Start of INPUT RECORDS
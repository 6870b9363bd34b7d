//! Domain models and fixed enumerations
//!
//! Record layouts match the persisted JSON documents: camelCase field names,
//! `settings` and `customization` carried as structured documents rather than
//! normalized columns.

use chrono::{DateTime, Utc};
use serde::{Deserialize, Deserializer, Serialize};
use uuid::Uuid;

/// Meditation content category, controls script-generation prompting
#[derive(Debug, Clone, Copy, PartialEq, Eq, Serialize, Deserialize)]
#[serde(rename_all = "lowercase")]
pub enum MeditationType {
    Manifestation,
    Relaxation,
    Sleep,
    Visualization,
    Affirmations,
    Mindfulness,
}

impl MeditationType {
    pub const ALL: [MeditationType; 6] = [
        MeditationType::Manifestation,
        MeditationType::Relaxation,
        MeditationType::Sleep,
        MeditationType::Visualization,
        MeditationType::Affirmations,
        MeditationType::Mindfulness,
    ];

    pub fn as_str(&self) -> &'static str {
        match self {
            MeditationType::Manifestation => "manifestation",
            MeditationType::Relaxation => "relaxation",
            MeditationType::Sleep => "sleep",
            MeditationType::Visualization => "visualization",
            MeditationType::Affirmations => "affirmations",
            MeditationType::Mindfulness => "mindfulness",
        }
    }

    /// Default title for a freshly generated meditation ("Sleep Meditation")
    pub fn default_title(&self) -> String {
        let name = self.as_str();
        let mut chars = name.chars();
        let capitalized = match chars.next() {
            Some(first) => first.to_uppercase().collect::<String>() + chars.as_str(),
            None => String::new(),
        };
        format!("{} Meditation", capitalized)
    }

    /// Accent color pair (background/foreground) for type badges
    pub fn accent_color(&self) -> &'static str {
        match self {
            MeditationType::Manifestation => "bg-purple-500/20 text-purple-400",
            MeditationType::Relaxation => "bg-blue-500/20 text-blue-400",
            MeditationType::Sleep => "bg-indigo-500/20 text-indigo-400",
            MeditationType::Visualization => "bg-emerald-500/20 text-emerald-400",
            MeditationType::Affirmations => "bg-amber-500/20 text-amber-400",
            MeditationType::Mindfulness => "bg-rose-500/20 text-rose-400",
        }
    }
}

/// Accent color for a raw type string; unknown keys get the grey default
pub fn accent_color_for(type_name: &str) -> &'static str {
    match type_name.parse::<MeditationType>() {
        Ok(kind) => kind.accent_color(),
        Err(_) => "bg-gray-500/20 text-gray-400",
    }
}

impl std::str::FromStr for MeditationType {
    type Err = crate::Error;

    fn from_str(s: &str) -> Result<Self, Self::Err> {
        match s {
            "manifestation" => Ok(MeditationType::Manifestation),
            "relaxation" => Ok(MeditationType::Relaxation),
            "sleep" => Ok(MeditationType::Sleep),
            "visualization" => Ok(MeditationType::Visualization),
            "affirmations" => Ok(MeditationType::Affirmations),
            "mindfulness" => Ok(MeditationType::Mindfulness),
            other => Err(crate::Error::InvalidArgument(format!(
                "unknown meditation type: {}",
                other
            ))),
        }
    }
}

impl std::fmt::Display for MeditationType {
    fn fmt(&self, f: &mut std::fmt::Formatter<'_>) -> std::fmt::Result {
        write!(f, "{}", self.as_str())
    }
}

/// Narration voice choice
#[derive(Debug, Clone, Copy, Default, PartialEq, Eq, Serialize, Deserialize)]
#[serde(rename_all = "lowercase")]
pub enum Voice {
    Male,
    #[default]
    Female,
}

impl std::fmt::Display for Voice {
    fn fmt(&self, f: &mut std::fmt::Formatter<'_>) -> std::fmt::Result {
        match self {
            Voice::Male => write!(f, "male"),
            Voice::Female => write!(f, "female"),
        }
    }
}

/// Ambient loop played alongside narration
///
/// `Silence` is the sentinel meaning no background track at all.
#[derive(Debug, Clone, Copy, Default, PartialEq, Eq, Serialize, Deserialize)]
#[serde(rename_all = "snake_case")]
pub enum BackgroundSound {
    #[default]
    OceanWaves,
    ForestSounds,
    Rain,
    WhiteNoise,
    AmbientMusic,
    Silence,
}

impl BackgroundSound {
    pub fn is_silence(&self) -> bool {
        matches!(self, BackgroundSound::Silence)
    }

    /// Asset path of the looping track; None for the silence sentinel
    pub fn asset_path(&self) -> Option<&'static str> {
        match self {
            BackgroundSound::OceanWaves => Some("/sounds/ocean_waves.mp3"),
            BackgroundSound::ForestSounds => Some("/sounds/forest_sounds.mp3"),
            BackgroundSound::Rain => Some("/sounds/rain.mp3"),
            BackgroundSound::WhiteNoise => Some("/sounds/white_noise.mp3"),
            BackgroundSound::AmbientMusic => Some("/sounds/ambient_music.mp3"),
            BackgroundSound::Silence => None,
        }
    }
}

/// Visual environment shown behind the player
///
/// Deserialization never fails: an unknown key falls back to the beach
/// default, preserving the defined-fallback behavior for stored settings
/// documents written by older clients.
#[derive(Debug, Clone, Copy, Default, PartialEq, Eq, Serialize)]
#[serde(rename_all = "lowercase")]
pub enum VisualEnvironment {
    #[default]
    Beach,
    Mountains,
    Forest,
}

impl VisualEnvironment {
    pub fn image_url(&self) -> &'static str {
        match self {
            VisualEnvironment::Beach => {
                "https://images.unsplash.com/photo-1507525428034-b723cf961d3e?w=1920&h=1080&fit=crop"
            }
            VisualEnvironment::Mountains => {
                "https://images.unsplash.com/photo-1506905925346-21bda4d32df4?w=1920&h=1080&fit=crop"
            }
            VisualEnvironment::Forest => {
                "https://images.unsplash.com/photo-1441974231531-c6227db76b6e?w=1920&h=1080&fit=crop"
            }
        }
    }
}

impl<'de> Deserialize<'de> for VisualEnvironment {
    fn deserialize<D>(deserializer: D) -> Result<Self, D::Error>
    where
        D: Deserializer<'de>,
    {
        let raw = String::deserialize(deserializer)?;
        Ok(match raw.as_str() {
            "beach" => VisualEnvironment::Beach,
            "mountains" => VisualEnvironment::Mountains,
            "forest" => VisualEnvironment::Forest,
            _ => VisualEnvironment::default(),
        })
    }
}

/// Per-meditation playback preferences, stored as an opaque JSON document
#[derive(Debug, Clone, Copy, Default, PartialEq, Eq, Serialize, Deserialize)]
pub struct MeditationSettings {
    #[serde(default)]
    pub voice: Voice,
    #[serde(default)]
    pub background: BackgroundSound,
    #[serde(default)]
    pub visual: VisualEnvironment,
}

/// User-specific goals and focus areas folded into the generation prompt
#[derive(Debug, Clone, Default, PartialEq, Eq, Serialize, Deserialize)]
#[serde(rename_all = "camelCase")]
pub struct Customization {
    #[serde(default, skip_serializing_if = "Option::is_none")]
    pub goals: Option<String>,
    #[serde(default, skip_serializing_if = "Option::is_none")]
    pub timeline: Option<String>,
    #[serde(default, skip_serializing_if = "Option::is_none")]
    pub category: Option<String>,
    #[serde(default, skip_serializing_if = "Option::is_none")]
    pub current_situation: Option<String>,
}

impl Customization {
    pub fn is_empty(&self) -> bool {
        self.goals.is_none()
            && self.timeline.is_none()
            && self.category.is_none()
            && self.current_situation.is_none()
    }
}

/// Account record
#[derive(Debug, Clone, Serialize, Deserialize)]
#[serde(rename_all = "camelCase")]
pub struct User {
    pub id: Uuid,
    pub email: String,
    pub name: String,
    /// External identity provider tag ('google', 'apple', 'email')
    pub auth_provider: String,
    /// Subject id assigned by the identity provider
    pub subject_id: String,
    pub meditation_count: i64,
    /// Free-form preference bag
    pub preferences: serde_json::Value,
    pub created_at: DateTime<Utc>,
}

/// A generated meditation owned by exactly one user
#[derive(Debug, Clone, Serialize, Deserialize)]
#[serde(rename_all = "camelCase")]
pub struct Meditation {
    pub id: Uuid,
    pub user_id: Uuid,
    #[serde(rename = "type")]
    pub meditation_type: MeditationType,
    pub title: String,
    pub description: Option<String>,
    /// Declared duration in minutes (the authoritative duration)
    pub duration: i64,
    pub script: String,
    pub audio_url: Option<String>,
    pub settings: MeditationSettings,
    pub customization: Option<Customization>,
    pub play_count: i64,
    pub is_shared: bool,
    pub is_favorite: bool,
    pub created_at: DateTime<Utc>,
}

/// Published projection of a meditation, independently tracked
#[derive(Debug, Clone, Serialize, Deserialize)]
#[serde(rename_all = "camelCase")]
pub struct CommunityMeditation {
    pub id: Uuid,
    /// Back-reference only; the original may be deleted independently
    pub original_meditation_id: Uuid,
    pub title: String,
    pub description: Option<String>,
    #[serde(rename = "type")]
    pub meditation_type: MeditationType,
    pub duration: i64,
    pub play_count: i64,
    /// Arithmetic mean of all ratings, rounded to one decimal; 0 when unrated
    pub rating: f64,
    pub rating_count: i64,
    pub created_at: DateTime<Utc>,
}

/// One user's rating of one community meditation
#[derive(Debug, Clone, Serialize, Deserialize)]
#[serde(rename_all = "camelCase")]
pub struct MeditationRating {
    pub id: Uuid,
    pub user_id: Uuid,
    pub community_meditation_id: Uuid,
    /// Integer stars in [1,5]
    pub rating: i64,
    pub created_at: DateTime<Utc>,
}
End of INPUT RECORDS
**INSTRUCTIONS TO FOLLOW**.
Every line above in which the word "generated" occurs needs to be copied.

**OUTPUT FOR THIS TASK**.
    /// Default title for a freshly generated meditation ("Sleep Meditation")
/// A generated meditation owned by exactly one user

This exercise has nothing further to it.